### Problem statement
The reply should hold every record, copied exactly.

─── Supplied material ───

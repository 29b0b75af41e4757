//! Typed registry of sink supervisors.

use std::collections::HashMap;
use std::sync::Arc;

use dashmap::DashMap;

use crate::config::ConfigStore;
use crate::error::{AircastError, AircastResult};
use crate::sink::{SinkHooks, SinkKind, SinkStatus, SinkSupervisor};

/// Thread-safe registry keyed by sink ID, one per sink flavor.
///
/// The registry lock (DashMap shards) is held only during registry
/// mutations; supervisors synchronize their own state, and the fan-out
/// writes through a snapshot of the map so supervisors never lock each
/// other.
pub struct SinkManager {
    kind: SinkKind,
    config: Arc<ConfigStore>,
    sinks: DashMap<String, Arc<SinkSupervisor>>,
}

impl SinkManager {
    #[must_use]
    pub fn new(kind: SinkKind, config: Arc<ConfigStore>) -> Self {
        Self {
            kind,
            config,
            sinks: DashMap::new(),
        }
    }

    /// Creates and starts a supervisor for `id`, or returns without
    /// disturbing an already-running one. A stopped or given-up supervisor
    /// is replaced by a fresh one, which resets its retry budget.
    pub async fn start(&self, id: &str, hooks: SinkHooks) -> AircastResult<()> {
        if let Some(existing) = self.sinks.get(id).map(|entry| Arc::clone(entry.value())) {
            if existing.is_running() {
                return Ok(());
            }
            let _ = existing.stop().await;
            self.sinks.remove(id);
        }

        let supervisor = Arc::new(SinkSupervisor::new(id.to_string(), self.kind, hooks));
        supervisor.start().await?;
        self.sinks.insert(id.to_string(), supervisor);
        Ok(())
    }

    /// Stops and removes one sink. Stopping an unknown ID is a no-op.
    pub async fn stop(&self, id: &str) -> AircastResult<()> {
        match self.sinks.remove(id) {
            Some((_, supervisor)) => supervisor.stop().await,
            None => Ok(()),
        }
    }

    /// Stops every supervisor and clears the registry. Individual failures
    /// are aggregated; shutdown never aborts early.
    pub async fn stop_all(&self) -> AircastResult<()> {
        let sinks: Vec<Arc<SinkSupervisor>> = self
            .sinks
            .iter()
            .map(|entry| Arc::clone(entry.value()))
            .collect();
        self.sinks.clear();

        let results = futures::future::join_all(sinks.iter().map(|s| s.stop())).await;
        let errors: Vec<String> = results
            .into_iter()
            .filter_map(Result::err)
            .map(|e| e.to_string())
            .collect();
        if errors.is_empty() {
            Ok(())
        } else {
            Err(AircastError::Shutdown(errors))
        }
    }

    /// Fans one PCM block out to every sink, in registry snapshot order.
    /// Blocks for non-running sinks are dropped by the sinks themselves; a
    /// write failure is already recorded by the sink, so the fan-out just
    /// moves on to the next one.
    pub async fn write_all(&self, block: &[u8]) {
        let sinks: Vec<Arc<SinkSupervisor>> = self
            .sinks
            .iter()
            .map(|entry| Arc::clone(entry.value()))
            .collect();
        for sink in sinks {
            let _ = sink.write(block).await;
        }
    }

    /// Status of every registered sink. `max_retries` is looked up from the
    /// live configuration so edits show without a restart.
    #[must_use]
    pub fn statuses(&self) -> HashMap<String, SinkStatus> {
        self.sinks
            .iter()
            .map(|entry| {
                let mut status = entry.value().status();
                if let Some(cfg) = self.config.get_sink(entry.key()) {
                    status.max_retries = cfg.effective_max_retries();
                    status.given_up = status.retry_count > status.max_retries;
                }
                (entry.key().clone(), status)
            })
            .collect()
    }

    /// Number of registered sinks.
    #[must_use]
    pub fn len(&self) -> usize {
        self.sinks.len()
    }

    #[must_use]
    pub fn is_empty(&self) -> bool {
        self.sinks.is_empty()
    }
}

#[cfg(test)]
mod tests {
    use super::*;
    use crate::config::{Config, OutputConfig, SinkConfig};

    fn store_with_output(id: &str) -> Arc<ConfigStore> {
        let store = ConfigStore::new(Config::default());
        store
            .add_output(OutputConfig {
                id: id.into(),
                name: "test".into(),
                host: "127.0.0.1".into(),
                port: 9000,
                stream_id: String::new(),
                passphrase: String::new(),
                codec: "mp3".into(),
                max_retries: 2,
                enabled: true,
                created_at: 1,
            })
            .unwrap();
        store
    }

    fn hooks(store: &Arc<ConfigStore>, ffmpeg_path: &str) -> SinkHooks {
        let config = Arc::clone(store);
        SinkHooks {
            fetch_config: Arc::new(move |id| config.get_output(id).map(SinkConfig::Output)),
            encoder_running: Arc::new(|| true),
            ffmpeg_path: ffmpeg_path.into(),
        }
    }

    #[cfg(unix)]
    fn consume_stdin_script(dir: &std::path::Path) -> String {
        use std::os::unix::fs::PermissionsExt;
        let path = dir.join("encoder.sh");
        std::fs::write(&path, "#!/bin/sh\nexec cat > /dev/null\n").unwrap();
        std::fs::set_permissions(&path, std::fs::Permissions::from_mode(0o755)).unwrap();
        path.to_str().unwrap().to_string()
    }

    #[tokio::test]
    async fn stopping_unknown_sink_is_a_no_op() {
        let store = ConfigStore::new(Config::default());
        let manager = SinkManager::new(SinkKind::Output, store);
        assert!(manager.stop("missing").await.is_ok());
        assert!(manager.is_empty());
    }

    #[tokio::test]
    async fn failed_start_leaves_no_entry() {
        let store = store_with_output("out-1");
        let manager = SinkManager::new(SinkKind::Output, Arc::clone(&store));
        let result = manager
            .start("out-1", hooks(&store, "/nonexistent/encoder"))
            .await;
        assert!(result.is_err());
        assert!(manager.is_empty());
    }

    #[tokio::test]
    async fn write_all_with_no_sinks_is_a_no_op() {
        let store = ConfigStore::new(Config::default());
        let manager = SinkManager::new(SinkKind::Output, store);
        manager.write_all(&[0u8; 128]).await;
        assert!(manager.statuses().is_empty());
    }

    #[cfg(unix)]
    #[tokio::test]
    async fn lifecycle_create_or_return_and_stop_all() {
        let dir = tempfile::tempdir().unwrap();
        let encoder = consume_stdin_script(dir.path());
        let store = store_with_output("out-1");
        let manager = SinkManager::new(SinkKind::Output, Arc::clone(&store));

        manager.start("out-1", hooks(&store, &encoder)).await.unwrap();
        assert_eq!(manager.len(), 1);
        let statuses = manager.statuses();
        assert!(statuses["out-1"].running);
        assert_eq!(statuses["out-1"].max_retries, 2);

        // Starting again leaves the running supervisor alone.
        manager.start("out-1", hooks(&store, &encoder)).await.unwrap();
        assert_eq!(manager.len(), 1);

        manager.write_all(&[0u8; 1024]).await;

        manager.stop_all().await.unwrap();
        assert!(manager.is_empty());
        assert!(manager.statuses().is_empty());
        // After stop_all, write_all is a no-op.
        manager.write_all(&[0u8; 1024]).await;
    }

    #[cfg(unix)]
    #[tokio::test]
    async fn config_edits_show_in_statuses_without_restart() {
        let dir = tempfile::tempdir().unwrap();
        let encoder = consume_stdin_script(dir.path());
        let store = store_with_output("out-1");
        let manager = SinkManager::new(SinkKind::Output, Arc::clone(&store));
        manager.start("out-1", hooks(&store, &encoder)).await.unwrap();

        let mut edited = store.get_output("out-1").unwrap();
        edited.max_retries = 7;
        store.update_output(edited).unwrap();

        assert_eq!(manager.statuses()["out-1"].max_retries, 7);
        manager.stop_all().await.unwrap();
    }
}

───

### Answer box
repository 29b0b75af41e4757
//! Typed registry of sink supervisors.

use std::collections::HashMap;
use std::sync::Arc;

use dashmap::DashMap;

use crate::config::ConfigStore;
use crate::error::{AircastError, AircastResult};
use crate::sink::{SinkHooks, SinkKind, SinkStatus, SinkSupervisor};

/// Thread-safe registry keyed by sink ID, one per sink flavor.
///
/// The registry lock (DashMap shards) is held only during registry
/// mutations; supervisors synchronize their own state, and the fan-out
/// writes through a snapshot of the map so supervisors never lock each
/// other.
pub struct SinkManager {
    kind: SinkKind,
    config: Arc<ConfigStore>,
    sinks: DashMap<String, Arc<SinkSupervisor>>,
}

impl SinkManager {
    #[must_use]
    pub fn new(kind: SinkKind, config: Arc<ConfigStore>) -> Self {
        Self {
            kind,
            config,
            sinks: DashMap::new(),
        }
    }

    /// Creates and starts a supervisor for `id`, or returns without
    /// disturbing an already-running one. A stopped or given-up supervisor
    /// is replaced by a fresh one, which resets its retry budget.
    pub async fn start(&self, id: &str, hooks: SinkHooks) -> AircastResult<()> {
        if let Some(existing) = self.sinks.get(id).map(|entry| Arc::clone(entry.value())) {
            if existing.is_running() {
                return Ok(());
            }
            let _ = existing.stop().await;
            self.sinks.remove(id);
        }

        let supervisor = Arc::new(SinkSupervisor::new(id.to_string(), self.kind, hooks));
        supervisor.start().await?;
        self.sinks.insert(id.to_string(), supervisor);
        Ok(())
    }

    /// Stops and removes one sink. Stopping an unknown ID is a no-op.
    pub async fn stop(&self, id: &str) -> AircastResult<()> {
        match self.sinks.remove(id) {
            Some((_, supervisor)) => supervisor.stop().await,
            None => Ok(()),
        }
    }

    /// Stops every supervisor and clears the registry. Individual failures
    /// are aggregated; shutdown never aborts early.
    pub async fn stop_all(&self) -> AircastResult<()> {
        let sinks: Vec<Arc<SinkSupervisor>> = self
            .sinks
            .iter()
            .map(|entry| Arc::clone(entry.value()))
            .collect();
        self.sinks.clear();

        let results = futures::future::join_all(sinks.iter().map(|s| s.stop())).await;
        let errors: Vec<String> = results
            .into_iter()
            .filter_map(Result::err)
            .map(|e| e.to_string())
            .collect();
        if errors.is_empty() {
            Ok(())
        } else {
            Err(AircastError::Shutdown(errors))
        }
    }

    /// Fans one PCM block out to every sink, in registry snapshot order.
    /// Blocks for non-running sinks are dropped by the sinks themselves; a
    /// write failure is already recorded by the sink, so the fan-out just
    /// moves on to the next one.
    pub async fn write_all(&self, block: &[u8]) {
        let sinks: Vec<Arc<SinkSupervisor>> = self
            .sinks
            .iter()
            .map(|entry| Arc::clone(entry.value()))
            .collect();
        for sink in sinks {
            let _ = sink.write(block).await;
        }
    }

    /// Status of every registered sink. `max_retries` is looked up from the
    /// live configuration so edits show without a restart.
    #[must_use]
    pub fn statuses(&self) -> HashMap<String, SinkStatus> {
        self.sinks
            .iter()
            .map(|entry| {
                let mut status = entry.value().status();
                if let Some(cfg) = self.config.get_sink(entry.key()) {
                    status.max_retries = cfg.effective_max_retries();
                    status.given_up = status.retry_count > status.max_retries;
                }
                (entry.key().clone(), status)
            })
            .collect()
    }

    /// Number of registered sinks.
    #[must_use]
    pub fn len(&self) -> usize {
        self.sinks.len()
    }

    #[must_use]
    pub fn is_empty(&self) -> bool {
        self.sinks.is_empty()
    }
}

#[cfg(test)]
mod tests {
    use super::*;
    use crate::config::{Config, OutputConfig, SinkConfig};

    fn store_with_output(id: &str) -> Arc<ConfigStore> {
        let store = ConfigStore::new(Config::default());
        store
            .add_output(OutputConfig {
                id: id.into(),
                name: "test".into(),
                host: "127.0.0.1".into(),
                port: 9000,
                stream_id: String::new(),
                passphrase: String::new(),
                codec: "mp3".into(),
                max_retries: 2,
                enabled: true,
                created_at: 1,
            })
            .unwrap();
        store
    }

    fn hooks(store: &Arc<ConfigStore>, ffmpeg_path: &str) -> SinkHooks {
        let config = Arc::clone(store);
        SinkHooks {
            fetch_config: Arc::new(move |id| config.get_output(id).map(SinkConfig::Output)),
            encoder_running: Arc::new(|| true),
            ffmpeg_path: ffmpeg_path.into(),
        }
    }

    #[cfg(unix)]
    fn consume_stdin_script(dir: &std::path::Path) -> String {
        use std::os::unix::fs::PermissionsExt;
        let path = dir.join("encoder.sh");
        std::fs::write(&path, "#!/bin/sh\nexec cat > /dev/null\n").unwrap();
        std::fs::set_permissions(&path, std::fs::Permissions::from_mode(0o755)).unwrap();
        path.to_str().unwrap().to_string()
    }

    #[tokio::test]
    async fn stopping_unknown_sink_is_a_no_op() {
        let store = ConfigStore::new(Config::default());
        let manager = SinkManager::new(SinkKind::Output, store);
        assert!(manager.stop("missing").await.is_ok());
        assert!(manager.is_empty());
    }

    #[tokio::test]
    async fn failed_start_leaves_no_entry() {
        let store = store_with_output("out-1");
        let manager = SinkManager::new(SinkKind::Output, Arc::clone(&store));
        let result = manager
            .start("out-1", hooks(&store, "/nonexistent/encoder"))
            .await;
        assert!(result.is_err());
        assert!(manager.is_empty());
    }

    #[tokio::test]
    async fn write_all_with_no_sinks_is_a_no_op() {
        let store = ConfigStore::new(Config::default());
        let manager = SinkManager::new(SinkKind::Output, store);
        manager.write_all(&[0u8; 128]).await;
        assert!(manager.statuses().is_empty());
    }

    #[cfg(unix)]
    #[tokio::test]
    async fn lifecycle_create_or_return_and_stop_all() {
        let dir = tempfile::tempdir().unwrap();
        let encoder = consume_stdin_script(dir.path());
        let store = store_with_output("out-1");
        let manager = SinkManager::new(SinkKind::Output, Arc::clone(&store));

        manager.start("out-1", hooks(&store, &encoder)).await.unwrap();
        assert_eq!(manager.len(), 1);
        let statuses = manager.statuses();
        assert!(statuses["out-1"].running);
        assert_eq!(statuses["out-1"].max_retries, 2);

        // Starting again leaves the running supervisor alone.
        manager.start("out-1", hooks(&store, &encoder)).await.unwrap();
        assert_eq!(manager.len(), 1);

        manager.write_all(&[0u8; 1024]).await;

        manager.stop_all().await.unwrap();
        assert!(manager.is_empty());
        assert!(manager.statuses().is_empty());
        // After stop_all, write_all is a no-op.
        manager.write_all(&[0u8; 1024]).await;
    }

    #[cfg(unix)]
    #[tokio::test]
    async fn config_edits_show_in_statuses_without_restart() {
        let dir = tempfile::tempdir().unwrap();
        let encoder = consume_stdin_script(dir.path());
        let store = store_with_output("out-1");
        let manager = SinkManager::new(SinkKind::Output, Arc::clone(&store));
        manager.start("out-1", hooks(&store, &encoder)).await.unwrap();

        let mut edited = store.get_output("out-1").unwrap();
        edited.max_retries = 7;
        store.update_output(edited).unwrap();

        assert_eq!(manager.statuses()["out-1"].max_retries, 7);
        manager.stop_all().await.unwrap();
    }
}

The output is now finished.